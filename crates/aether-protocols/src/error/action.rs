//! Action execution errors.

use thiserror::Error;

/// Failure raised by a side-effecting action or the handler wrapping it.
///
/// Only [`ActionError::Policy`] is terminal for a task. Every other variant is
/// a transient fault and the runner schedules a retry while attempts remain.
#[derive(Debug, Error)]
pub enum ActionError {
    /// An allowlist or sandbox boundary was violated.
    #[error("Policy violation: {0}")]
    Policy(String),

    #[error("Not a directory: {0}")]
    NotADirectory(String),

    #[error("Invalid payload: {0}")]
    InvalidPayload(String),

    #[error("Action timed out after {0} seconds")]
    Timeout(u64),

    #[error("Action execution failed: {0}")]
    ExecutionFailed(String),

    #[error("I/O error: {0}")]
    Io(#[from] std::io::Error),
}

impl ActionError {
    /// Whether the runner may schedule another attempt after this error.
    pub fn is_retryable(&self) -> bool {
        !matches!(self, ActionError::Policy(_))
    }

    /// Stable machine-readable kind, stored in the task error document.
    pub fn kind(&self) -> &'static str {
        match self {
            ActionError::Policy(_) => "policy_error",
            ActionError::NotADirectory(_) => "not_a_directory",
            ActionError::InvalidPayload(_) => "invalid_payload",
            ActionError::Timeout(_) => "timeout",
            ActionError::ExecutionFailed(_) => "execution_error",
            ActionError::Io(_) => "io_error",
        }
    }
}

#[cfg(test)]
mod tests {
    use super::*;

    #[test]
    fn test_policy_is_not_retryable() {
        let err = ActionError::Policy("Path traversal blocked".to_string());
        assert!(!err.is_retryable());
        assert_eq!(err.kind(), "policy_error");
        assert!(err.to_string().contains("Path traversal blocked"));
    }

    #[test]
    fn test_transient_errors_are_retryable() {
        let errors = vec![
            ActionError::NotADirectory("a.txt".to_string()),
            ActionError::InvalidPayload("missing path".to_string()),
            ActionError::Timeout(30),
            ActionError::ExecutionFailed("connection reset".to_string()),
            ActionError::Io(std::io::Error::new(std::io::ErrorKind::Other, "disk full")),
        ];

        for err in errors {
            assert!(err.is_retryable(), "{} should be retryable", err);
        }
    }

    #[test]
    fn test_timeout_display() {
        let err = ActionError::Timeout(5);
        assert!(err.to_string().contains("5 seconds"));
    }

    #[test]
    fn test_io_error_from() {
        let io_err = std::io::Error::new(std::io::ErrorKind::NotFound, "no such file");
        let err = ActionError::from(io_err);
        assert_eq!(err.kind(), "io_error");
        assert!(err.to_string().contains("no such file"));
    }
}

━━━━

WORK INSTRUCTIONS » Output the entire set of records exactly as shown.

ANSWER AREA »
filename crates/aether-protocols/src/error/action.rs
//! Action execution errors.

use thiserror::Error;

/// Failure raised by a side-effecting action or the handler wrapping it.
///
/// Only [`ActionError::Policy`] is terminal for a task. Every other variant is
/// a transient fault and the runner schedules a retry while attempts remain.
#[derive(Debug, Error)]
pub enum ActionError {
    /// An allowlist or sandbox boundary was violated.
    #[error("Policy violation: {0}")]
    Policy(String),

    #[error("Not a directory: {0}")]
    NotADirectory(String),

    #[error("Invalid payload: {0}")]
    InvalidPayload(String),

    #[error("Action timed out after {0} seconds")]
    Timeout(u64),

    #[error("Action execution failed: {0}")]
    ExecutionFailed(String),

    #[error("I/O error: {0}")]
    Io(#[from] std::io::Error),
}

impl ActionError {
    /// Whether the runner may schedule another attempt after this error.
    pub fn is_retryable(&self) -> bool {
        !matches!(self, ActionError::Policy(_))
    }

    /// Stable machine-readable kind, stored in the task error document.
    pub fn kind(&self) -> &'static str {
        match self {
            ActionError::Policy(_) => "policy_error",
            ActionError::NotADirectory(_) => "not_a_directory",
            ActionError::InvalidPayload(_) => "invalid_payload",
            ActionError::Timeout(_) => "timeout",
            ActionError::ExecutionFailed(_) => "execution_error",
            ActionError::Io(_) => "io_error",
        }
    }
}

#[cfg(test)]
mod tests {
    use super::*;

    #[test]
    fn test_policy_is_not_retryable() {
        let err = ActionError::Policy("Path traversal blocked".to_string());
        assert!(!err.is_retryable());
        assert_eq!(err.kind(), "policy_error");
        assert!(err.to_string().contains("Path traversal blocked"));
    }

    #[test]
    fn test_transient_errors_are_retryable() {
        let errors = vec![
            ActionError::NotADirectory("a.txt".to_string()),
            ActionError::InvalidPayload("missing path".to_string()),
            ActionError::Timeout(30),
            ActionError::ExecutionFailed("connection reset".to_string()),
            ActionError::Io(std::io::Error::new(std::io::ErrorKind::Other, "disk full")),
        ];

        for err in errors {
            assert!(err.is_retryable(), "{} should be retryable", err);
        }
    }

    #[test]
    fn test_timeout_display() {
        let err = ActionError::Timeout(5);
        assert!(err.to_string().contains("5 seconds"));
    }

    #[test]
    fn test_io_error_from() {
        let io_err = std::io::Error::new(std::io::ErrorKind::NotFound, "no such file");
        let err = ActionError::from(io_err);
        assert_eq!(err.kind(), "io_error");
        assert!(err.to_string().contains("no such file"));
    }
}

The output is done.